WHAT TO PRODUCE -
Through the line that contains "use parking_lot::Mutex;", return the data below exactly, starting at its first line; leave the rest out.

DATASET CONTENT -
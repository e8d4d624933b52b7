//! Position ledger
//!
//! Market-id-keyed registry of open positions with mark-to-market and
//! close-out accounting. P&L sign convention: a Yes position profits when
//! the price rises, a No position profits when it falls.

use crate::market::{MarketSnapshot, Side};
use chrono::{DateTime, Utc};
use parking_lot::Mutex;
use rust_decimal::Decimal;
use rust_decimal_macros::dec;
use serde::{Deserialize, Serialize};
use std::collections::HashMap;
use std::fmt;
use thiserror::Error;

/// Closed positions kept in the summary
const RECENT_CLOSED_WINDOW: usize = 10;

/// An open position
#[derive(Debug, Clone, Serialize, Deserialize)]
pub struct Position {
    /// Market the position is in, the ledger key
    pub market_id: String,
    /// Held side
    pub side: Side,
    /// Token count
    pub shares: Decimal,
    /// Price paid per share
    pub entry_price: Decimal,
    /// Last marked price
    pub current_price: Decimal,
    /// Entry timestamp
    pub entry_time: DateTime<Utc>,
}

impl Position {
    /// Unrealized P&L at the last mark
    pub fn unrealized_pnl(&self) -> Decimal {
        signed_pnl(self.side, self.entry_price, self.current_price, self.shares)
    }
}

/// A closed position with realized P&L
#[derive(Debug, Clone, Serialize, Deserialize)]
pub struct ClosedPosition {
    pub market_id: String,
    pub side: Side,
    pub shares: Decimal,
    pub entry_price: Decimal,
    pub exit_price: Decimal,
    pub entry_time: DateTime<Utc>,
    pub exit_time: DateTime<Utc>,
    pub realized_pnl: Decimal,
    /// Realized P&L as a percentage of entry notional
    pub realized_pct: Decimal,
    pub reason: CloseReason,
}

/// Why a position was closed
#[derive(Debug, Clone, Copy, PartialEq, Eq, Serialize, Deserialize)]
#[serde(rename_all = "snake_case")]
pub enum CloseReason {
    /// The 15-minute window ended
    MarketClosed,
    /// Operator-initiated close, including shutdown
    Manual,
    /// Risk control close
    RiskStop,
}

impl fmt::Display for CloseReason {
    fn fmt(&self, f: &mut fmt::Formatter<'_>) -> fmt::Result {
        let s = match self {
            CloseReason::MarketClosed => "market_closed",
            CloseReason::Manual => "manual",
            CloseReason::RiskStop => "risk_stop",
        };
        f.write_str(s)
    }
}

/// Mark-to-market result for one position
#[derive(Debug, Clone)]
pub struct PositionMark {
    pub market_id: String,
    pub side: Side,
    pub shares: Decimal,
    pub entry_price: Decimal,
    pub current_price: Decimal,
    pub unrealized_pnl: Decimal,
    pub unrealized_pct: Decimal,
}

/// P&L summary across open and closed positions
#[derive(Debug, Clone)]
pub struct LedgerSummary {
    pub open_positions: usize,
    pub closed_positions: usize,
    pub total_realized_pnl: Decimal,
    /// Most recent closes, newest last, bounded window
    pub recent_closed: Vec<ClosedPosition>,
}

#[derive(Debug, Clone, PartialEq, Eq, Error)]
pub enum LedgerError {
    #[error("position already open for market {0}")]
    AlreadyOpen(String),
}

/// Thread-safe registry of positions
pub struct PositionLedger {
    inner: Mutex<LedgerInner>,
}

struct LedgerInner {
    open: HashMap<String, Position>,
    closed: Vec<ClosedPosition>,
}

impl PositionLedger {
    pub fn new() -> Self {
        Self {
            inner: Mutex::new(LedgerInner {
                open: HashMap::new(),
                closed: Vec::new(),
            }),
        }
    }

    /// Record a new position. A market with an open position is rejected;
    /// the first entry stands.
    pub fn open_position(
        &self,
        market_id: &str,
        side: Side,
        shares: Decimal,
        entry_price: Decimal,
    ) -> Result<(), LedgerError> {
        let mut inner = self.inner.lock();

        if inner.open.contains_key(market_id) {
            return Err(LedgerError::AlreadyOpen(market_id.to_string()));
        }

        inner.open.insert(
            market_id.to_string(),
            Position {
                market_id: market_id.to_string(),
                side,
                shares,
                entry_price,
                current_price: entry_price,
                entry_time: Utc::now(),
            },
        );

        tracing::info!(
            market_id = %market_id,
            side = %side,
            shares = %shares,
            entry_price = %entry_price,
            "Position opened"
        );

        Ok(())
    }

    /// Mark a position to a new price and return its unrealized P&L.
    /// Unknown markets are a strict no-op: nothing is created, `None` is
    /// returned.
    pub fn update_price(&self, market_id: &str, current_price: Decimal) -> Option<PositionMark> {
        let mut inner = self.inner.lock();

        let pos = inner.open.get_mut(market_id)?;
        pos.current_price = current_price;

        let unrealized_pnl = signed_pnl(pos.side, pos.entry_price, current_price, pos.shares);

        Some(PositionMark {
            market_id: pos.market_id.clone(),
            side: pos.side,
            shares: pos.shares,
            entry_price: pos.entry_price,
            current_price,
            unrealized_pnl,
            unrealized_pct: pct_of_entry(unrealized_pnl, pos.entry_price, pos.shares),
        })
    }

    /// Mark the position held in `snapshot`'s market, if any, using the
    /// price of the held side
    pub fn update_from_market(&self, snapshot: &MarketSnapshot) {
        let side = {
            let inner = self.inner.lock();
            match inner.open.get(&snapshot.id) {
                Some(pos) => pos.side,
                None => return,
            }
        };
        self.update_price(&snapshot.id, snapshot.price_for(side));
    }

    /// Close a position and realize its P&L. `None` when no position is
    /// open for the market, which is an expected outcome, not a fault.
    pub fn close_position(
        &self,
        market_id: &str,
        exit_price: Decimal,
        reason: CloseReason,
    ) -> Option<ClosedPosition> {
        let mut inner = self.inner.lock();

        let pos = inner.open.remove(market_id)?;
        let realized_pnl = signed_pnl(pos.side, pos.entry_price, exit_price, pos.shares);

        let closed = ClosedPosition {
            market_id: pos.market_id,
            side: pos.side,
            shares: pos.shares,
            entry_price: pos.entry_price,
            exit_price,
            entry_time: pos.entry_time,
            exit_time: Utc::now(),
            realized_pnl,
            realized_pct: pct_of_entry(realized_pnl, pos.entry_price, pos.shares),
            reason,
        };

        inner.closed.push(closed.clone());

        tracing::info!(
            market_id = %market_id,
            side = %closed.side,
            shares = %closed.shares,
            exit_price = %exit_price,
            realized_pnl = %realized_pnl,
            reason = %reason,
            "Position closed"
        );

        Some(closed)
    }

    pub fn is_open(&self, market_id: &str) -> bool {
        self.inner.lock().open.contains_key(market_id)
    }

    pub fn open_count(&self) -> usize {
        self.inner.lock().open.len()
    }

    /// Clones of all open positions
    pub fn open_positions(&self) -> Vec<Position> {
        self.inner.lock().open.values().cloned().collect()
    }

    /// Sum of unrealized P&L across open positions
    pub fn unrealized_total(&self) -> Decimal {
        self.inner
            .lock()
            .open
            .values()
            .map(Position::unrealized_pnl)
            .sum()
    }

    pub fn summary(&self) -> LedgerSummary {
        let inner = self.inner.lock();
        let total_realized_pnl = inner.closed.iter().map(|p| p.realized_pnl).sum();
        let start = inner.closed.len().saturating_sub(RECENT_CLOSED_WINDOW);

        LedgerSummary {
            open_positions: inner.open.len(),
            closed_positions: inner.closed.len(),
            total_realized_pnl,
            recent_closed: inner.closed[start..].to_vec(),
        }
    }
}

impl Default for PositionLedger {
    fn default() -> Self {
        Self::new()
    }
}

fn signed_pnl(side: Side, entry: Decimal, current: Decimal, shares: Decimal) -> Decimal {
    match side {
        Side::Yes => (current - entry) * shares,
        Side::No => (entry - current) * shares,
    }
}

/// P&L as a percentage of entry notional, zero when the notional is zero
fn pct_of_entry(pnl: Decimal, entry_price: Decimal, shares: Decimal) -> Decimal {
    let basis = entry_price * shares;
    if basis > Decimal::ZERO {
        pnl / basis * dec!(100)
    } else {
        Decimal::ZERO
    }
}

#[cfg(test)]
mod tests {
    use super::*;
    use crate::market::PriceSource;

    fn snapshot(id: &str, yes: Decimal, no: Decimal) -> MarketSnapshot {
        MarketSnapshot {
            id: id.to_string(),
            question: "Bitcoin Up or Down?".to_string(),
            slug: "btc-updown-15m-1767638700".to_string(),
            yes_price: yes,
            no_price: no,
            yes_token_id: Some("tok_yes".to_string()),
            no_token_id: Some("tok_no".to_string()),
            volume: dec!(1000),
            price_source: PriceSource::OutcomePrices,
            fetched_at: Utc::now(),
        }
    }

    #[test]
    fn test_open_position() {
        let ledger = PositionLedger::new();
        ledger
            .open_position("m1", Side::Yes, dec!(10), dec!(0.40))
            .unwrap();

        assert!(ledger.is_open("m1"));
        assert_eq!(ledger.open_count(), 1);

        let positions = ledger.open_positions();
        assert_eq!(positions[0].entry_price, dec!(0.40));
        // Mark starts at entry
        assert_eq!(positions[0].current_price, dec!(0.40));
        assert_eq!(positions[0].unrealized_pnl(), dec!(0));
    }

    #[test]
    fn test_duplicate_open_rejected() {
        let ledger = PositionLedger::new();
        ledger
            .open_position("m1", Side::Yes, dec!(10), dec!(0.40))
            .unwrap();

        let err = ledger
            .open_position("m1", Side::No, dec!(5), dec!(0.60))
            .unwrap_err();
        assert_eq!(err, LedgerError::AlreadyOpen("m1".to_string()));

        // First entry stands
        let positions = ledger.open_positions();
        assert_eq!(positions.len(), 1);
        assert_eq!(positions[0].side, Side::Yes);
        assert_eq!(positions[0].shares, dec!(10));
    }

    #[test]
    fn test_yes_pnl_sign() {
        let ledger = PositionLedger::new();
        ledger
            .open_position("m1", Side::Yes, dec!(10), dec!(0.40))
            .unwrap();

        // Yes at 0.40 -> 0.60 on 10 shares = +2.00
        let mark = ledger.update_price("m1", dec!(0.60)).unwrap();
        assert_eq!(mark.unrealized_pnl, dec!(2.00));
        assert_eq!(mark.unrealized_pct, dec!(50));
    }

    #[test]
    fn test_no_pnl_sign() {
        let ledger = PositionLedger::new();
        ledger
            .open_position("m1", Side::No, dec!(10), dec!(0.40))
            .unwrap();

        // Same price move, opposite sign for No
        let mark = ledger.update_price("m1", dec!(0.60)).unwrap();
        assert_eq!(mark.unrealized_pnl, dec!(-2.00));
    }

    #[test]
    fn test_update_price_unknown_market_is_noop() {
        let ledger = PositionLedger::new();
        assert!(ledger.update_price("ghost", dec!(0.50)).is_none());
        // Nothing was created
        assert_eq!(ledger.open_count(), 0);
    }

    #[test]
    fn test_update_from_market_uses_held_side_price() {
        let ledger = PositionLedger::new();
        ledger
            .open_position("m1", Side::No, dec!(10), dec!(0.50))
            .unwrap();

        ledger.update_from_market(&snapshot("m1", dec!(0.70), dec!(0.32)));

        let positions = ledger.open_positions();
        assert_eq!(positions[0].current_price, dec!(0.32));
        // No side: (0.50 - 0.32) * 10 = 1.80
        assert_eq!(positions[0].unrealized_pnl(), dec!(1.80));
    }

    #[test]
    fn test_update_from_market_other_market_is_noop() {
        let ledger = PositionLedger::new();
        ledger
            .open_position("m1", Side::Yes, dec!(10), dec!(0.50))
            .unwrap();

        ledger.update_from_market(&snapshot("m2", dec!(0.90), dec!(0.12)));

        let positions = ledger.open_positions();
        assert_eq!(positions[0].current_price, dec!(0.50));
        assert_eq!(ledger.open_count(), 1);
    }

    #[test]
    fn test_close_position_realizes_pnl() {
        let ledger = PositionLedger::new();
        ledger
            .open_position("m1", Side::Yes, dec!(10), dec!(0.40))
            .unwrap();

        let closed = ledger
            .close_position("m1", dec!(0.60), CloseReason::MarketClosed)
            .unwrap();

        assert_eq!(closed.realized_pnl, dec!(2.00));
        assert_eq!(closed.realized_pct, dec!(50));
        assert_eq!(closed.reason, CloseReason::MarketClosed);
        assert!(!ledger.is_open("m1"));
    }

    #[test]
    fn test_close_missing_position_returns_none() {
        let ledger = PositionLedger::new();
        assert!(ledger
            .close_position("ghost", dec!(0.50), CloseReason::Manual)
            .is_none());
    }

    #[test]
    fn test_market_key_reusable_after_close() {
        let ledger = PositionLedger::new();
        ledger
            .open_position("m1", Side::Yes, dec!(10), dec!(0.40))
            .unwrap();
        ledger.close_position("m1", dec!(0.55), CloseReason::MarketClosed);

        // Same key can host the next slot's position
        assert!(ledger
            .open_position("m1", Side::No, dec!(4), dec!(0.70))
            .is_ok());
    }

    #[test]
    fn test_summary_totals_and_window() {
        let ledger = PositionLedger::new();

        for i in 0..13 {
            let id = format!("m{}", i);
            ledger
                .open_position(&id, Side::Yes, dec!(10), dec!(0.40))
                .unwrap();
            ledger.close_position(&id, dec!(0.50), CloseReason::MarketClosed);
        }
        ledger
            .open_position("open1", Side::Yes, dec!(1), dec!(0.50))
            .unwrap();

        let summary = ledger.summary();
        assert_eq!(summary.open_positions, 1);
        assert_eq!(summary.closed_positions, 13);
        // Each close realized (0.50 - 0.40) * 10 = 1.00
        assert_eq!(summary.total_realized_pnl, dec!(13.00));
        // Window stays bounded while the total keeps counting
        assert_eq!(summary.recent_closed.len(), RECENT_CLOSED_WINDOW);
        assert_eq!(summary.recent_closed.last().unwrap().market_id, "m12");
    }

    #[test]
    fn test_unrealized_total() {
        let ledger = PositionLedger::new();
        ledger
            .open_position("m1", Side::Yes, dec!(10), dec!(0.40))
            .unwrap();
        ledger
            .open_position("m2", Side::No, dec!(5), dec!(0.50))
            .unwrap();

        ledger.update_price("m1", dec!(0.50)); // +1.00
        ledger.update_price("m2", dec!(0.40)); // +0.50

        assert_eq!(ledger.unrealized_total(), dec!(1.50));
    }

    #[test]
    fn test_pct_of_entry_zero_basis() {
        assert_eq!(pct_of_entry(dec!(1), dec!(0), dec!(10)), dec!(0));
        assert_eq!(pct_of_entry(dec!(1), dec!(0.5), dec!(0)), dec!(0));
    }

    #[test]
    fn test_close_reason_display() {
        assert_eq!(CloseReason::MarketClosed.to_string(), "market_closed");
        assert_eq!(CloseReason::Manual.to_string(), "manual");
        assert_eq!(CloseReason::RiskStop.to_string(), "risk_stop");
    }
}
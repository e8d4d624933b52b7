//! Execution types

use crate::market::Side;
use rust_decimal::Decimal;
use serde::{Deserialize, Serialize};
use thiserror::Error;
use uuid::Uuid;

/// Whether the exchange filled the full requested amount
#[derive(Debug, Clone, Copy, PartialEq, Eq, Serialize, Deserialize)]
#[serde(rename_all = "lowercase")]
pub enum FillStatus {
    Full,
    Partial,
}

/// Result of a successful buy
#[derive(Debug, Clone)]
pub struct Confirmation {
    /// Client-side order id
    pub order_id: Uuid,
    /// Market the position is in
    pub market_id: String,
    /// Side bought
    pub side: Side,
    /// Dollars requested
    pub requested_usd: Decimal,
    /// Dollars actually filled; differs from requested on partial fills
    pub filled_usd: Decimal,
    pub fill_status: FillStatus,
    /// Settlement hash from the exchange, live fills only
    pub tx_hash: Option<String>,
    /// True for paper fills
    pub simulated: bool,
    /// Reference price the fill is accounted at
    pub price: Decimal,
}

impl Confirmation {
    /// Token count implied by the filled amount at the reference price
    pub fn shares(&self) -> Decimal {
        if self.price > Decimal::ZERO {
            self.filled_usd / self.price
        } else {
            Decimal::ZERO
        }
    }
}

/// Why a buy did not execute
#[derive(Debug, Error)]
pub enum ExecutionError {
    #[error("order amount must be positive, got {0}")]
    NonPositiveAmount(Decimal),

    #[error("balance ${balance} below required minimum ${minimum}")]
    InsufficientBalance { balance: Decimal, minimum: Decimal },

    #[error("live mode requires an exchange client")]
    MissingClient,

    #[error("order submission failed after {attempts} attempts: {cause}")]
    SubmissionFailed { attempts: u32, cause: anyhow::Error },
}
use clap::Parser;
use poly_crowd::cli::{Cli, Commands};
use poly_crowd::config::Config;

#[tokio::main]
async fn main() -> anyhow::Result<()> {
    dotenv::dotenv().ok();

    let cli = Cli::parse();

    // Load configuration; the defaults are a valid paper-trading setup
    let config = Config::load(&cli.config).unwrap_or_else(|e| {
        eprintln!("Warning: could not load config from {}: {}", cli.config, e);
        eprintln!("Using default configuration");
        Config::default()
    });

    let errors = config.validate();
    if !errors.is_empty() {
        for e in &errors {
            eprintln!("CONFIG ERROR: {}", e);
        }
        std::process::exit(1);
    }

    // Initialize telemetry
    let _guard = poly_crowd::telemetry::init_telemetry(&config.telemetry)?;

    match cli.command {
        Commands::Run(args) => {
            args.execute(&config).await?;
        }
        Commands::Scan(args) => {
            args.execute(&config).await?;
        }
        Commands::Status(args) => {
            args.execute(&config).await?;
        }
        Commands::Config => {
            println!("Current configuration:");
            println!("  Mode: {:?}", config.execution.mode);
            println!("  Scan interval: {}s", config.market.scan_interval_secs);
            println!(
                "  Strategy: ${} stake, favorite band {} - {}, preferred side {}",
                config.strategy.stake_usd,
                config.strategy.min_threshold,
                config.strategy.max_threshold,
                config.strategy.preferred_side
            );
            println!(
                "  Risk: max ${}/position, {} concurrent, {} trades/day",
                config.risk.max_position_usd,
                config.risk.max_concurrent_positions,
                config.risk.max_daily_trades
            );
            println!("  Database: {}", config.storage.db_path.display());
        }
    }

    Ok(())
}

RESPONSE BELOW -
repository e8d4d624933b52b7
//! Position ledger
//!
//! Market-id-keyed registry of open positions with mark-to-market and
//! close-out accounting. P&L sign convention: a Yes position profits when
//! the price rises, a No position profits when it falls.

use crate::market::{MarketSnapshot, Side};
use chrono::{DateTime, Utc};
use parking_lot::Mutex;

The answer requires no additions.